One symptom is the ADHD child has a tremendously hard time with following through with something, and it's usually instructions of some kind. This basically means that even tasks outside of school can be difficult for them to complete without constant reinforcement. However it is important not to mistake normal amounts of energy in children as an absolute sign of ADHD. Parents in general worry about their child’s overall energy levels. It is easy for a parent who is worried about their child to wonder if ADHD might be the problem. So it is imperative that you consider all of the possibilities.

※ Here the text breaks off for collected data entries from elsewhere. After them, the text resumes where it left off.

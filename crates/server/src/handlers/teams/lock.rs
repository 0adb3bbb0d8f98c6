use std::sync::Arc;

use axum::{
    extract::{Path, State},
    http::StatusCode,
    Extension,
};
use axum_derive_error::ErrorResponse;
use db::{team, ActiveModelTrait, ActiveValue, DatabaseConnection, DbErr, EntityTrait};
use derive_more::{Display, Error, From};

use crate::auth::AuthenticatedStudentId;

/// Errors that may occur while locking a team.
#[derive(ErrorResponse, Display, From, Error)]
pub(super) enum LockTeamError {
    /// Database-related error.
    DatabaseError(DbErr),

    #[status(StatusCode::NOT_FOUND)]
    #[display(fmt = "Team not found")]
    TeamNotFound,

    #[status(StatusCode::FORBIDDEN)]
    #[display(fmt = "Only team leader can lock the team")]
    NotTeamLeader,
}

/// Manual team locking handler.
///
/// Locking is idempotent, so re-locking an already locked team
/// is accepted.
pub(super) async fn lock(
    State(db): State<Arc<DatabaseConnection>>,
    Extension(student_id): Extension<AuthenticatedStudentId>,
    Path(team_id): Path<i64>,
) -> Result<(), LockTeamError> {
    let team = team::Entity::find_by_id(team_id)
        .one(&*db)
        .await?
        .ok_or(LockTeamError::TeamNotFound)?;

    if team.leader_id != student_id.id() {
        return Err(LockTeamError::NotTeamLeader);
    }

    let mut active: team::ActiveModel = team.into();
    active.is_locked = ActiveValue::Set(true);
    active.update(&*db).await?;

    Ok(())
}

#[cfg(test)]
mod tests {
    use std::sync::Arc;

    use crate::testing::{bearer, create_database, create_student, create_team, ResponseBodyExt};

    use axum::{
        body::Body,
        http::{Request, StatusCode},
    };
    use common::config::Config;
    use tower::{Service, ServiceExt};

    fn lock_request(student_id: i64, team_id: i64) -> Request<Body> {
        Request::builder()
            .method("POST")
            .uri(format!("/teams/{team_id}/lock"))
            .header("Authorization", bearer(student_id))
            .body(Body::empty())
            .unwrap()
    }

    #[tokio::test]
    async fn lock_prevents_joining() {
        let db = create_database().await;

        let leader = create_student(&db, "Leader", "CS2021001", "leader@example.com").await;
        let team = create_team(&db, "Rustaceans", leader.id).await;

        let member = create_student(&db, "Member", "CS2021002", "member@example.com").await;

        let mut service = crate::app_router(Arc::new(db), Arc::new(Config::for_tests()));

        let response = service.call(lock_request(leader.id, team.id)).await.unwrap();

        assert_eq!(response.status(), StatusCode::OK);

        let response = service
            .call(
                Request::builder()
                    .method("POST")
                    .uri(format!("/teams/{}/join", team.id))
                    .header("Authorization", bearer(member.id))
                    .body(Body::empty())
                    .unwrap(),
            )
            .await
            .unwrap();

        assert_eq!(response.status(), StatusCode::BAD_REQUEST);
        assert_eq!(
            response.error().await,
            "Team is locked and not accepting new members"
        );
    }

    #[tokio::test]
    async fn not_a_leader() {
        let db = create_database().await;

        let leader = create_student(&db, "Leader", "CS2021001", "leader@example.com").await;
        let team = create_team(&db, "Rustaceans", leader.id).await;

        let other = create_student(&db, "Other", "CS2021002", "other@example.com").await;

        let response = crate::app_router(Arc::new(db), Arc::new(Config::for_tests()))
            .oneshot(lock_request(other.id, team.id))
            .await
            .unwrap();

        assert_eq!(response.status(), StatusCode::FORBIDDEN);
    }
}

One area that is often seen in ADHD children concerns the ability to be organized. What we mean is the way your child approaches organizational tasks. This may seem beyond the scope of their abilities but the fact is every age has organizational abilities. This is important to note because the average child will begin displaying organizational behaviors relatively young. How long have you seen these behaviors? it's important to note the length of time in which you have notice a particular behavior.

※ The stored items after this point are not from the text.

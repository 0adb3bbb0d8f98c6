use sea_orm_migration::prelude::*;

#[derive(DeriveMigrationName)]
pub struct Migration;

#[async_trait::async_trait]
impl MigrationTrait for Migration {
    async fn up(&self, manager: &SchemaManager) -> Result<(), DbErr> {
        manager
            .create_table(
                Table::create()
                    .table(SeniorMentorRequests::Table)
                    .col(
                        ColumnDef::new(SeniorMentorRequests::Id)
                            .big_integer()
                            .not_null()
                            .auto_increment()
                            .primary_key(),
                    )
                    .col(
                        ColumnDef::new(SeniorMentorRequests::TeamId)
                            .big_integer()
                            .not_null(),
                    )
                    .col(
                        ColumnDef::new(SeniorMentorRequests::MentorId)
                            .big_integer()
                            .not_null(),
                    )
                    .col(
                        ColumnDef::new(SeniorMentorRequests::Status)
                            .string_len(20)
                            .not_null(),
                    )
                    .col(ColumnDef::new(SeniorMentorRequests::Message).text())
                    .col(
                        ColumnDef::new(SeniorMentorRequests::CreatedAt)
                            .timestamp()
                            .not_null()
                            .extra("DEFAULT CURRENT_TIMESTAMP".to_string()),
                    )
                    .index(
                        Index::create()
                            .name("team_id_mentor_id_senior_mentor_requests_idx")
                            .col(SeniorMentorRequests::TeamId)
                            .col(SeniorMentorRequests::MentorId)
                            .unique(),
                    )
                    .foreign_key(
                        ForeignKey::create()
                            .from(SeniorMentorRequests::Table, SeniorMentorRequests::TeamId)
                            .to(crate::Teams::Table, crate::Teams::Id)
                            .on_delete(ForeignKeyAction::Cascade)
                            .on_update(ForeignKeyAction::Cascade),
                    )
                    .foreign_key(
                        ForeignKey::create()
                            .from(SeniorMentorRequests::Table, SeniorMentorRequests::MentorId)
                            .to(crate::Mentors::Table, crate::Mentors::Id)
                            .on_delete(ForeignKeyAction::Cascade)
                            .on_update(ForeignKeyAction::Cascade),
                    )
                    .to_owned(),
            )
            .await
    }

    async fn down(&self, manager: &SchemaManager) -> Result<(), DbErr> {
        manager
            .drop_table(Table::drop().table(SeniorMentorRequests::Table).to_owned())
            .await
    }
}

/// Learn more at https://docs.rs/sea-query#iden
#[derive(Iden)]
enum SeniorMentorRequests {
    Table,
    Id,
    TeamId,
    MentorId,
    Status,
    Message,
    CreatedAt,
}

If someone is speaking, an ADHD child will often appear to not be listening. However, parents over time have felt that their children do not pay attention. This is common behavior that everyone experiences at some point in their life. The average child will go through this at some time in their life. The length as well as the frequency of these time frames are different for a child with ADHD. One important clue is how the child seems to act when he or she is being directly spoken to.
If you feel that your child has these symptoms and they have been ongoing, then the next step is to contact your family doctor.